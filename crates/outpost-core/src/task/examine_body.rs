//! Postmortem examination of a deceased person.
//!
//! Phases: PREPARING (transport the body to a bed) → EXAMINING (shared
//! progress toward a write-once estimate) → RECORDING (certificate, burial,
//! registry) → done.
//!
//! Several doctors may work the same body. The retrieval lock decides who
//! moves it onto a bed; the certificate lock decides whose tick completes
//! the exam. Losers end gracefully rather than erroring.

use hecs::Entity;

use outpost_logic::condition::DUTY_FITNESS;
use outpost_logic::constants::{chances, durations};
use outpost_logic::medical::{estimated_exam_time, exam_leftover, exam_work_multiplier};

use crate::components::{Location, NaturalAttributes, SkillType};
use crate::medical::{DeathId, StationId};
use crate::task::{fit_for, location_of, skill_level, Task, TaskContext};

use rand::Rng;

#[derive(Debug, Clone, Copy, PartialEq, Eq)]
enum ExaminePhase {
    Preparing,
    Examining,
    Recording,
}

/// Examine a body and certify the death.
pub struct ExamineBody {
    worker: Entity,
    death: DeathId,
    station: StationId,
    phase: ExaminePhase,
    /// The very first advance call only arms the task, so the first tick
    /// after construction is spent walking, never examining.
    armed: bool,
    transport_remaining: f64,
    done: bool,
}

impl ExamineBody {
    /// Bind a doctor to a pending death record. The returned task is already
    /// ended if preconditions fail; no resource claims are held either way.
    pub fn new(ctx: &mut TaskContext, worker: Entity, death: DeathId) -> Self {
        let mut task = Self {
            worker,
            death,
            station: StationId(0),
            phase: ExaminePhase::Preparing,
            armed: false,
            transport_remaining: durations::BODY_TRANSPORT,
            done: false,
        };

        if location_of(ctx.world, worker) != Location::Settlement
            || !fit_for(ctx.world, worker, &DUTY_FITNESS)
            || ctx.medical.death(death).exam_done
        {
            task.done = true;
            return task;
        }

        // Prefer the station already hosting the body (a resumed exam),
        // otherwise any station with a free bed.
        let body = ctx.medical.death(death).person;
        let station = ctx
            .medical
            .stations()
            .find(|(_, s)| s.is_resting(body))
            .or_else(|| {
                ctx.medical
                    .stations()
                    .find(|(_, s)| s.patient_num() < s.sick_beds())
            })
            .map(|(id, _)| id);
        let Some(station) = station else {
            task.done = true;
            return task;
        };
        task.station = station;

        if !ctx.mover.walk_to_station(worker, station, false) {
            task.done = true;
        }
        task
    }

    pub fn station(&self) -> StationId {
        self.station
    }

    fn preparing(&mut self, ctx: &mut TaskContext, time: f64) -> f64 {
        if !self.armed {
            self.armed = true;
            return 0.0;
        }

        self.transport_remaining -= time;
        if self.transport_remaining > 0.0 {
            return 0.0;
        }
        let leftover = (-self.transport_remaining).min(time);
        self.transport_remaining = 0.0;

        let won = ctx.medical.death_mut(self.death).claim_retrieval(self.worker);
        if !won {
            log::debug!("body already being retrieved, standing down");
            self.end(ctx);
            return 0.0;
        }

        let person = ctx.medical.death(self.death).person;
        if !ctx.medical.station_mut(self.station).try_claim_bed(person) {
            // Hand the claim back so a later doctor can retry.
            ctx.medical
                .death_mut(self.death)
                .release_retrieval(self.worker);
            log::debug!("no free medical bed for the body");
            self.end(ctx);
            return 0.0;
        }

        // The first doctor to get the body onto a bed fixes the estimate;
        // everyone after works against the same number.
        let skill = skill_level(ctx.world, self.worker, SkillType::Medicine);
        let attributes = ctx
            .world
            .get::<&NaturalAttributes>(self.worker)
            .map(|a| *a)
            .unwrap_or_default();
        let jitter: f64 = ctx.rng.gen();
        let estimate = estimated_exam_time(
            skill,
            attributes.emotional_stability,
            attributes.stress_resilience,
            jitter,
        );
        ctx.medical
            .death_mut(self.death)
            .set_estimated_exam_time(estimate);

        self.phase = ExaminePhase::Examining;
        leftover
    }

    fn examining(&mut self, ctx: &mut TaskContext, time: f64) -> f64 {
        if ctx.medical.station(self.station).has_malfunction() {
            self.end(ctx);
            return 0.0;
        }

        {
            // Someone else already finished this exam; nothing left to add.
            let death = ctx.medical.death(self.death);
            if death.exam_done && death.certificate_doctor() != Some(self.worker) {
                self.end(ctx);
                return 0.0;
            }
        }

        let skill = skill_level(ctx.world, self.worker, SkillType::Medicine);
        let work = time * exam_work_multiplier(skill);

        let completed = {
            let death = ctx.medical.death_mut(self.death);
            if death.exam_complete() && death.claim_certificate(self.worker) {
                death.exam_done = true;
                true
            } else {
                death.add_exam_time(work);
                false
            }
        };

        if completed {
            let elapsed = ctx.medical.death(self.death).exam_time_spent;
            ctx.hooks
                .check_for_accident(self.station, elapsed, chances::EXAM_ACCIDENT);
            ctx.hooks
                .add_experience(self.worker, SkillType::Medicine, elapsed);
            self.phase = ExaminePhase::Recording;
        }

        exam_leftover(work, time)
    }

    fn recording(&mut self, ctx: &mut TaskContext, time: f64) -> f64 {
        let person = {
            let death = ctx.medical.death_mut(self.death);
            let complaint_name = death.complaint.descriptor().name;
            death.append_cause(complaint_name);
            death.person
        };

        ctx.hooks
            .check_for_accident(self.station, time, chances::EXAM_ACCIDENT);
        ctx.hooks
            .add_experience(self.worker, SkillType::Medicine, time);
        ctx.hooks.register_event("postmortem exam", self.worker);
        ctx.hooks.bury_body(person);
        ctx.hooks.add_death_registry(person);

        // The body leaves its bed for burial.
        ctx.medical.station_mut(self.station).stop_resting(person);

        log::info!(
            "postmortem exam complete: {}",
            ctx.medical.death(self.death).cause
        );
        self.end(ctx);
        0.0
    }

    fn end(&mut self, ctx: &mut TaskContext) {
        if self.done {
            return;
        }
        self.done = true;
        // An abandoned exam hands the retrieval claim back so another
        // doctor can pick the body up. A finished exam keeps its record.
        let death = ctx.medical.death_mut(self.death);
        if !death.exam_done {
            death.release_retrieval(self.worker);
        }
    }
}

impl Task for ExamineBody {
    fn name(&self) -> &'static str {
        "Examining Body"
    }

    fn worker(&self) -> Entity {
        self.worker
    }

    fn is_done(&self) -> bool {
        self.done
    }

    fn advance(&mut self, ctx: &mut TaskContext, time: f64) -> f64 {
        if self.done {
            return time;
        }
        match self.phase {
            ExaminePhase::Preparing => self.preparing(ctx, time),
            ExaminePhase::Examining => self.examining(ctx, time),
            ExaminePhase::Recording => self.recording(ctx, time),
        }
    }

    fn cancel(&mut self, ctx: &mut TaskContext) {
        self.end(ctx);
    }
}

------

• **Aim of the task**:
Everything in the listing above should be repeated exactly.

• **Output of the exercise**:
filename crates/outpost-core/src/task/examine_body.rs
//! Postmortem examination of a deceased person.
//!
//! Phases: PREPARING (transport the body to a bed) → EXAMINING (shared
//! progress toward a write-once estimate) → RECORDING (certificate, burial,
//! registry) → done.
//!
//! Several doctors may work the same body. The retrieval lock decides who
//! moves it onto a bed; the certificate lock decides whose tick completes
//! the exam. Losers end gracefully rather than erroring.

use hecs::Entity;

use outpost_logic::condition::DUTY_FITNESS;
use outpost_logic::constants::{chances, durations};
use outpost_logic::medical::{estimated_exam_time, exam_leftover, exam_work_multiplier};

use crate::components::{Location, NaturalAttributes, SkillType};
use crate::medical::{DeathId, StationId};
use crate::task::{fit_for, location_of, skill_level, Task, TaskContext};

use rand::Rng;

#[derive(Debug, Clone, Copy, PartialEq, Eq)]
enum ExaminePhase {
    Preparing,
    Examining,
    Recording,
}

/// Examine a body and certify the death.
pub struct ExamineBody {
    worker: Entity,
    death: DeathId,
    station: StationId,
    phase: ExaminePhase,
    /// The very first advance call only arms the task, so the first tick
    /// after construction is spent walking, never examining.
    armed: bool,
    transport_remaining: f64,
    done: bool,
}

impl ExamineBody {
    /// Bind a doctor to a pending death record. The returned task is already
    /// ended if preconditions fail; no resource claims are held either way.
    pub fn new(ctx: &mut TaskContext, worker: Entity, death: DeathId) -> Self {
        let mut task = Self {
            worker,
            death,
            station: StationId(0),
            phase: ExaminePhase::Preparing,
            armed: false,
            transport_remaining: durations::BODY_TRANSPORT,
            done: false,
        };

        if location_of(ctx.world, worker) != Location::Settlement
            || !fit_for(ctx.world, worker, &DUTY_FITNESS)
            || ctx.medical.death(death).exam_done
        {
            task.done = true;
            return task;
        }

        // Prefer the station already hosting the body (a resumed exam),
        // otherwise any station with a free bed.
        let body = ctx.medical.death(death).person;
        let station = ctx
            .medical
            .stations()
            .find(|(_, s)| s.is_resting(body))
            .or_else(|| {
                ctx.medical
                    .stations()
                    .find(|(_, s)| s.patient_num() < s.sick_beds())
            })
            .map(|(id, _)| id);
        let Some(station) = station else {
            task.done = true;
            return task;
        };
        task.station = station;

        if !ctx.mover.walk_to_station(worker, station, false) {
            task.done = true;
        }
        task
    }

    pub fn station(&self) -> StationId {
        self.station
    }

    fn preparing(&mut self, ctx: &mut TaskContext, time: f64) -> f64 {
        if !self.armed {
            self.armed = true;
            return 0.0;
        }

        self.transport_remaining -= time;
        if self.transport_remaining > 0.0 {
            return 0.0;
        }
        let leftover = (-self.transport_remaining).min(time);
        self.transport_remaining = 0.0;

        let won = ctx.medical.death_mut(self.death).claim_retrieval(self.worker);
        if !won {
            log::debug!("body already being retrieved, standing down");
            self.end(ctx);
            return 0.0;
        }

        let person = ctx.medical.death(self.death).person;
        if !ctx.medical.station_mut(self.station).try_claim_bed(person) {
            // Hand the claim back so a later doctor can retry.
            ctx.medical
                .death_mut(self.death)
                .release_retrieval(self.worker);
            log::debug!("no free medical bed for the body");
            self.end(ctx);
            return 0.0;
        }

        // The first doctor to get the body onto a bed fixes the estimate;
        // everyone after works against the same number.
        let skill = skill_level(ctx.world, self.worker, SkillType::Medicine);
        let attributes = ctx
            .world
            .get::<&NaturalAttributes>(self.worker)
            .map(|a| *a)
            .unwrap_or_default();
        let jitter: f64 = ctx.rng.gen();
        let estimate = estimated_exam_time(
            skill,
            attributes.emotional_stability,
            attributes.stress_resilience,
            jitter,
        );
        ctx.medical
            .death_mut(self.death)
            .set_estimated_exam_time(estimate);

        self.phase = ExaminePhase::Examining;
        leftover
    }

    fn examining(&mut self, ctx: &mut TaskContext, time: f64) -> f64 {
        if ctx.medical.station(self.station).has_malfunction() {
            self.end(ctx);
            return 0.0;
        }

        {
            // Someone else already finished this exam; nothing left to add.
            let death = ctx.medical.death(self.death);
            if death.exam_done && death.certificate_doctor() != Some(self.worker) {
                self.end(ctx);
                return 0.0;
            }
        }

        let skill = skill_level(ctx.world, self.worker, SkillType::Medicine);
        let work = time * exam_work_multiplier(skill);

        let completed = {
            let death = ctx.medical.death_mut(self.death);
            if death.exam_complete() && death.claim_certificate(self.worker) {
                death.exam_done = true;
                true
            } else {
                death.add_exam_time(work);
                false
            }
        };

        if completed {
            let elapsed = ctx.medical.death(self.death).exam_time_spent;
            ctx.hooks
                .check_for_accident(self.station, elapsed, chances::EXAM_ACCIDENT);
            ctx.hooks
                .add_experience(self.worker, SkillType::Medicine, elapsed);
            self.phase = ExaminePhase::Recording;
        }

        exam_leftover(work, time)
    }

    fn recording(&mut self, ctx: &mut TaskContext, time: f64) -> f64 {
        let person = {
            let death = ctx.medical.death_mut(self.death);
            let complaint_name = death.complaint.descriptor().name;
            death.append_cause(complaint_name);
            death.person
        };

        ctx.hooks
            .check_for_accident(self.station, time, chances::EXAM_ACCIDENT);
        ctx.hooks
            .add_experience(self.worker, SkillType::Medicine, time);
        ctx.hooks.register_event("postmortem exam", self.worker);
        ctx.hooks.bury_body(person);
        ctx.hooks.add_death_registry(person);

        // The body leaves its bed for burial.
        ctx.medical.station_mut(self.station).stop_resting(person);

        log::info!(
            "postmortem exam complete: {}",
            ctx.medical.death(self.death).cause
        );
        self.end(ctx);
        0.0
    }

    fn end(&mut self, ctx: &mut TaskContext) {
        if self.done {
            return;
        }
        self.done = true;
        // An abandoned exam hands the retrieval claim back so another
        // doctor can pick the body up. A finished exam keeps its record.
        let death = ctx.medical.death_mut(self.death);
        if !death.exam_done {
            death.release_retrieval(self.worker);
        }
    }
}

impl Task for ExamineBody {
    fn name(&self) -> &'static str {
        "Examining Body"
    }

    fn worker(&self) -> Entity {
        self.worker
    }

    fn is_done(&self) -> bool {
        self.done
    }

    fn advance(&mut self, ctx: &mut TaskContext, time: f64) -> f64 {
        if self.done {
            return time;
        }
        match self.phase {
            ExaminePhase::Preparing => self.preparing(ctx, time),
            ExaminePhase::Examining => self.examining(ctx, time),
            ExaminePhase::Recording => self.recording(ctx, time),
        }
    }

    fn cancel(&mut self, ctx: &mut TaskContext) {
        self.end(ctx);
    }
}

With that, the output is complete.